-- Work to complete --
Those lines of the records that contain "into" are to be located and copied.

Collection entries
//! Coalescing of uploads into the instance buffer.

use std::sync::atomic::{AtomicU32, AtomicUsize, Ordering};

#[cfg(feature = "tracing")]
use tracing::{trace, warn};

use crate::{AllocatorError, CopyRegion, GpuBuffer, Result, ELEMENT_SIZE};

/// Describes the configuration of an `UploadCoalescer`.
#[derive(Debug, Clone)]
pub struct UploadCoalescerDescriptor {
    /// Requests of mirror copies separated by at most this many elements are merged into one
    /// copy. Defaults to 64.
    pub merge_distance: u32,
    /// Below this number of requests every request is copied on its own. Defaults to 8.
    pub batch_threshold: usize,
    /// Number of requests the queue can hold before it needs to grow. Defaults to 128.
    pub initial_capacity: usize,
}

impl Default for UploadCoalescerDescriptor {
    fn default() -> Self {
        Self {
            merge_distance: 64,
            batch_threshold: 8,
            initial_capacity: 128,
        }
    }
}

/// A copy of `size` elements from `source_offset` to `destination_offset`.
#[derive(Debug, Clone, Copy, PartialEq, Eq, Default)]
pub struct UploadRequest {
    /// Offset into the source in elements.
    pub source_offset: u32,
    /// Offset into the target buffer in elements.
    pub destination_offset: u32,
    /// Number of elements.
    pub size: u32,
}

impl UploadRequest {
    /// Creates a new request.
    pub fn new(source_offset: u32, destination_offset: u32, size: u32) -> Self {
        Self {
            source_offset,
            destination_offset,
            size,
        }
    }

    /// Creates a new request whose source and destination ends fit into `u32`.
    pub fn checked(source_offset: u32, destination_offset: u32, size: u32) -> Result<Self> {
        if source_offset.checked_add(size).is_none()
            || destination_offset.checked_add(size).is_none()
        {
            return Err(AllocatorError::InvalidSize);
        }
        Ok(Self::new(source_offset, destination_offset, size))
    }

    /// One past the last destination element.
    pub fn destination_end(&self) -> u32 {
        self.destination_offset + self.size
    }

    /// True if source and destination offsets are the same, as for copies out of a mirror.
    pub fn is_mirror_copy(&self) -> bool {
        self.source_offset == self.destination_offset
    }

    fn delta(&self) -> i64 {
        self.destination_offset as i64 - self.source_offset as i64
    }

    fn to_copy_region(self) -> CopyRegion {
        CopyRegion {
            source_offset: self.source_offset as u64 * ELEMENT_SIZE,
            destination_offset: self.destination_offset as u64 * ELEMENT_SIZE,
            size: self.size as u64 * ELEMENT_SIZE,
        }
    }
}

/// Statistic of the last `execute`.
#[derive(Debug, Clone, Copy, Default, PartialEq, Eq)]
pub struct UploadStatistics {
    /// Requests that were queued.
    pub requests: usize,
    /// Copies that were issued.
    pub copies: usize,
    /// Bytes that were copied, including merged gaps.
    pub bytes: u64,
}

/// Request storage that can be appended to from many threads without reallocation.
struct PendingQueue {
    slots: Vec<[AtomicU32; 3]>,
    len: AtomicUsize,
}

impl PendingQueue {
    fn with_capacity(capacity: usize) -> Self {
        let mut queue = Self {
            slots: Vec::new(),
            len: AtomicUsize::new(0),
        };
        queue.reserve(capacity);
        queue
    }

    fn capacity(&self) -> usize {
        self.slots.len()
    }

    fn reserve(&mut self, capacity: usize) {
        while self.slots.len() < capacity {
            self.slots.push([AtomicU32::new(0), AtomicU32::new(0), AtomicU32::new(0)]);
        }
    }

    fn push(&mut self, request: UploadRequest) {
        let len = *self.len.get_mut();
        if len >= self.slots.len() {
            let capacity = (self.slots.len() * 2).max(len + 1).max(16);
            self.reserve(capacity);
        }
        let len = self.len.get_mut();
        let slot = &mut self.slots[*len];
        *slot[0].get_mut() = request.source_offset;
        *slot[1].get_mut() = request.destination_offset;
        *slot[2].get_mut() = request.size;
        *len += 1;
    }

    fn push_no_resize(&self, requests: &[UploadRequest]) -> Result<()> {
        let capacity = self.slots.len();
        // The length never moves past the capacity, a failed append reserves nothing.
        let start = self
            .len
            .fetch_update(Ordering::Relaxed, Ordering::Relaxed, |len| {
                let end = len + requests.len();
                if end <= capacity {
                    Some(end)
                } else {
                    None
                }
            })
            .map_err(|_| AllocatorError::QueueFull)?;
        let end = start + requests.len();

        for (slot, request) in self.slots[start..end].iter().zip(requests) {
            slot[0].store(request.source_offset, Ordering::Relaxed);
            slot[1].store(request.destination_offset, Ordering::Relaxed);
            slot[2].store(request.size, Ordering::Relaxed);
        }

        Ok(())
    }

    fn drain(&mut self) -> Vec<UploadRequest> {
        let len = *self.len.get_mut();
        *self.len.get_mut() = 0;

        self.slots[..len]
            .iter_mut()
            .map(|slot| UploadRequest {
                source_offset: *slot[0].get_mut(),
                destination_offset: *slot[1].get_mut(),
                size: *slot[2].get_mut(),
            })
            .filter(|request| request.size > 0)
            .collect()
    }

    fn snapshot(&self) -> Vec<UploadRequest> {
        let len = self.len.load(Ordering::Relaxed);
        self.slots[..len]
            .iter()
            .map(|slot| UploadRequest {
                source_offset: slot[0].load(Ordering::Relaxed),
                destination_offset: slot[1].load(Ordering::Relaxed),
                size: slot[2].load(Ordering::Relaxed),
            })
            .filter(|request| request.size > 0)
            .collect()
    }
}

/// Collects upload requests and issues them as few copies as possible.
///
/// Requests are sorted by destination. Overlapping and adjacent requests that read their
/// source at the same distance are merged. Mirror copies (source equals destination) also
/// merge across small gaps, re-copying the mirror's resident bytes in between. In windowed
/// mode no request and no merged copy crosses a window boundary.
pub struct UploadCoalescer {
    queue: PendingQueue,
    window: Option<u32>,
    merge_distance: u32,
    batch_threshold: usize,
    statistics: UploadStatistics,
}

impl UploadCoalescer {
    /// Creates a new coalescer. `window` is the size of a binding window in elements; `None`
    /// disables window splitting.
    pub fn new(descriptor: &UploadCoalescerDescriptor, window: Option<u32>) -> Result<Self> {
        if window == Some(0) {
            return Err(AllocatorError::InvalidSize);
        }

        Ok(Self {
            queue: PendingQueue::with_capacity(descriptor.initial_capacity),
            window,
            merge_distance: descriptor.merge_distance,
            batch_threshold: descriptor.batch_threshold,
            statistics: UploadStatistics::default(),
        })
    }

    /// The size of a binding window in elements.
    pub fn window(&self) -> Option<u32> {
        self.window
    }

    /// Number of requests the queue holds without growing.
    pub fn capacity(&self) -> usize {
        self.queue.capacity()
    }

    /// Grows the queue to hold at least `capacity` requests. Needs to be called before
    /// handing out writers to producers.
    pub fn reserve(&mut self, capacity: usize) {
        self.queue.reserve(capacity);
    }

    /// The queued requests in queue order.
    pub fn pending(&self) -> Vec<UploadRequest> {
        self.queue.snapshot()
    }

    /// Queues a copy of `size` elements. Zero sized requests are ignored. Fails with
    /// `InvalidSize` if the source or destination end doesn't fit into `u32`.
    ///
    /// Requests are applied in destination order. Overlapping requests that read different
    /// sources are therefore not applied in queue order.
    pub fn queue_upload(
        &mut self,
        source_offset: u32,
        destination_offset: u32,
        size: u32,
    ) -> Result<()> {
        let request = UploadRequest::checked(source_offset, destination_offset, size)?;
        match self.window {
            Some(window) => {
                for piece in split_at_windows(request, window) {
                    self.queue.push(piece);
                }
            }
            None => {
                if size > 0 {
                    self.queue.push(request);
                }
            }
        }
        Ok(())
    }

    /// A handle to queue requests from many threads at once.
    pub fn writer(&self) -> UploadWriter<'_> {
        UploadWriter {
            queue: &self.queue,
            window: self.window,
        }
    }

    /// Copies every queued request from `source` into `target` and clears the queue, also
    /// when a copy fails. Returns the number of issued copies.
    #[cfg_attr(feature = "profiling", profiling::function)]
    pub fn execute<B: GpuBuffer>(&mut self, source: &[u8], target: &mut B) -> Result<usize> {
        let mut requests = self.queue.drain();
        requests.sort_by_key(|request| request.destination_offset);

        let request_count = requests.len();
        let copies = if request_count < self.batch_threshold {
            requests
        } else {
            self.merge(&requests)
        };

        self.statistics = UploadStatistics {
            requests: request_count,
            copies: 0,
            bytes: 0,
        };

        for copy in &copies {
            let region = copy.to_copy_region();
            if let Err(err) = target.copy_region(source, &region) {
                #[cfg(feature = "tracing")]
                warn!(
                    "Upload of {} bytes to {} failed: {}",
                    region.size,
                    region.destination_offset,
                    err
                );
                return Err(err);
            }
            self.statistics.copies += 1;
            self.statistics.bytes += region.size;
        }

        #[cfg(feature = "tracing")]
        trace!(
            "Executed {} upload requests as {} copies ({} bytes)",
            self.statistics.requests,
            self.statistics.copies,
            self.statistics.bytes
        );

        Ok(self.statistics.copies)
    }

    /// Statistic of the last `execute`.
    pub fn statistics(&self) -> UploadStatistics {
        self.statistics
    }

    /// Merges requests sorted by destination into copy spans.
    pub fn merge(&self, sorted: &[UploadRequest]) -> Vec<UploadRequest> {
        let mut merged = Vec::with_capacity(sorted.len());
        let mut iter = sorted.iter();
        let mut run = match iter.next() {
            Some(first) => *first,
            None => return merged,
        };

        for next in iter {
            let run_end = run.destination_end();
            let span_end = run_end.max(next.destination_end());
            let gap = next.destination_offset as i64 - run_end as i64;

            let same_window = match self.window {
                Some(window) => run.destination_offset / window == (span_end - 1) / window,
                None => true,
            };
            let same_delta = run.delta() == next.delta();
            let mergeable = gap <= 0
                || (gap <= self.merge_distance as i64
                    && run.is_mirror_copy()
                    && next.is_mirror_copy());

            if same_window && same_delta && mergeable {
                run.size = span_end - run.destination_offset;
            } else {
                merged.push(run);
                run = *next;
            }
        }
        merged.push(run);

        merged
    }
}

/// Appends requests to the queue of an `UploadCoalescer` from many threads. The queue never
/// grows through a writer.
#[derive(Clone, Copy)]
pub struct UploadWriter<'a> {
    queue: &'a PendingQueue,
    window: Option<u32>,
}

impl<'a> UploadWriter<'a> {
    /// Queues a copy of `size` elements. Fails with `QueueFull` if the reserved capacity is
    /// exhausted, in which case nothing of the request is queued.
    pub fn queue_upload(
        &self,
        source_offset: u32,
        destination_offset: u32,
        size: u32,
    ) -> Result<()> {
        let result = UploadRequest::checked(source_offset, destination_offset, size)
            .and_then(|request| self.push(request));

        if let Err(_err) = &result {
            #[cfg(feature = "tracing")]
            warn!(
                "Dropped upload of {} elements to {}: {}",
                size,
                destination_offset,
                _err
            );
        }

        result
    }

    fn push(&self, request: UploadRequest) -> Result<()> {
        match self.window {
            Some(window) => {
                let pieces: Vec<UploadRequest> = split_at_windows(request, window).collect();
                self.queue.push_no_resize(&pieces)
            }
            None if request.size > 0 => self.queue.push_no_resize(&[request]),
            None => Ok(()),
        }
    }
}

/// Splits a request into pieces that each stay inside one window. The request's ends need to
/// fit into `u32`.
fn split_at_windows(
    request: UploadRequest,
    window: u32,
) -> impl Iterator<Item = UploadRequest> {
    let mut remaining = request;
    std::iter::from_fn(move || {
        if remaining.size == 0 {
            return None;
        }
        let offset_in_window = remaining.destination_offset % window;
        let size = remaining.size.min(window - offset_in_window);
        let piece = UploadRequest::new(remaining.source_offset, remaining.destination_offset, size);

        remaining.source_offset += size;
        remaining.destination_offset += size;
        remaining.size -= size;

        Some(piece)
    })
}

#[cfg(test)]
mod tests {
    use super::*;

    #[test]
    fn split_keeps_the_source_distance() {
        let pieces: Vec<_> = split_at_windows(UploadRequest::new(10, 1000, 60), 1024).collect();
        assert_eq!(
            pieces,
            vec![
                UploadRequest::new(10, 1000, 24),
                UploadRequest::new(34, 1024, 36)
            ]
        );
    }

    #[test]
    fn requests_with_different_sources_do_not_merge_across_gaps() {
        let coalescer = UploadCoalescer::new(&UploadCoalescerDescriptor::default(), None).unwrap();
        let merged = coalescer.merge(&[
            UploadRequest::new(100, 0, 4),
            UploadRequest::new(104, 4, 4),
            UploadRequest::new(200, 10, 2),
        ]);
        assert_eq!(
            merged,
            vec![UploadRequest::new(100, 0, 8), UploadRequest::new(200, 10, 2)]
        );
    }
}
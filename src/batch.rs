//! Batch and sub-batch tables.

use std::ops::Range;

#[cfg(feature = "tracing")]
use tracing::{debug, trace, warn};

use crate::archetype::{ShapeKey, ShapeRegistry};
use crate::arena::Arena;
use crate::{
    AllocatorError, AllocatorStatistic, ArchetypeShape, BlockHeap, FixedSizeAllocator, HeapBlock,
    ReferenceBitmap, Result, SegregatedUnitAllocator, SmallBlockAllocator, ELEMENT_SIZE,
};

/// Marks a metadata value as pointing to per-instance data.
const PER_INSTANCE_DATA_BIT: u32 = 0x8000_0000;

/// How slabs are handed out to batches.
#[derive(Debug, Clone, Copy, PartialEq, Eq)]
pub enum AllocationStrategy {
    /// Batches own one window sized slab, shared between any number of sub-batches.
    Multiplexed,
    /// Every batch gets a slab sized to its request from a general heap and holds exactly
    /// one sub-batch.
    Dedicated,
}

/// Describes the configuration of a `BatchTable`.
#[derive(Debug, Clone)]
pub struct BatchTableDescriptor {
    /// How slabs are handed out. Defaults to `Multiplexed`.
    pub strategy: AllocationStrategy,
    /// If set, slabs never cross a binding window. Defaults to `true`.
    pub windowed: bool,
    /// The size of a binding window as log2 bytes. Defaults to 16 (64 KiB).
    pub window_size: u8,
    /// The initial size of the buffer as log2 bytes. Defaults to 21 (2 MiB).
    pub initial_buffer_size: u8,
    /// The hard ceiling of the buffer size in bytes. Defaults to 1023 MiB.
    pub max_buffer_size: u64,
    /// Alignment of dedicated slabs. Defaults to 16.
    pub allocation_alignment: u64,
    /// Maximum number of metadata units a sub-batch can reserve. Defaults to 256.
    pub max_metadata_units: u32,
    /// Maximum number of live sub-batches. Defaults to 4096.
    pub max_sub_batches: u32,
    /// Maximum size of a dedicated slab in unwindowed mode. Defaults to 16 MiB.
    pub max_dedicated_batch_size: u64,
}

-- Response box --
//! Coalescing of uploads into the instance buffer.
    /// Requests of mirror copies separated by at most this many elements are merged into one
    /// Offset into the source in elements.
    /// Offset into the target buffer in elements.
    /// Creates a new request whose source and destination ends fit into `u32`.
    /// `InvalidSize` if the source or destination end doesn't fit into `u32`.
    /// Copies every queued request from `source` into `target` and clears the queue, also
    /// Merges requests sorted by destination into copy spans.
/// Splits a request into pieces that each stay inside one window. The request's ends need to
/// fit into `u32`.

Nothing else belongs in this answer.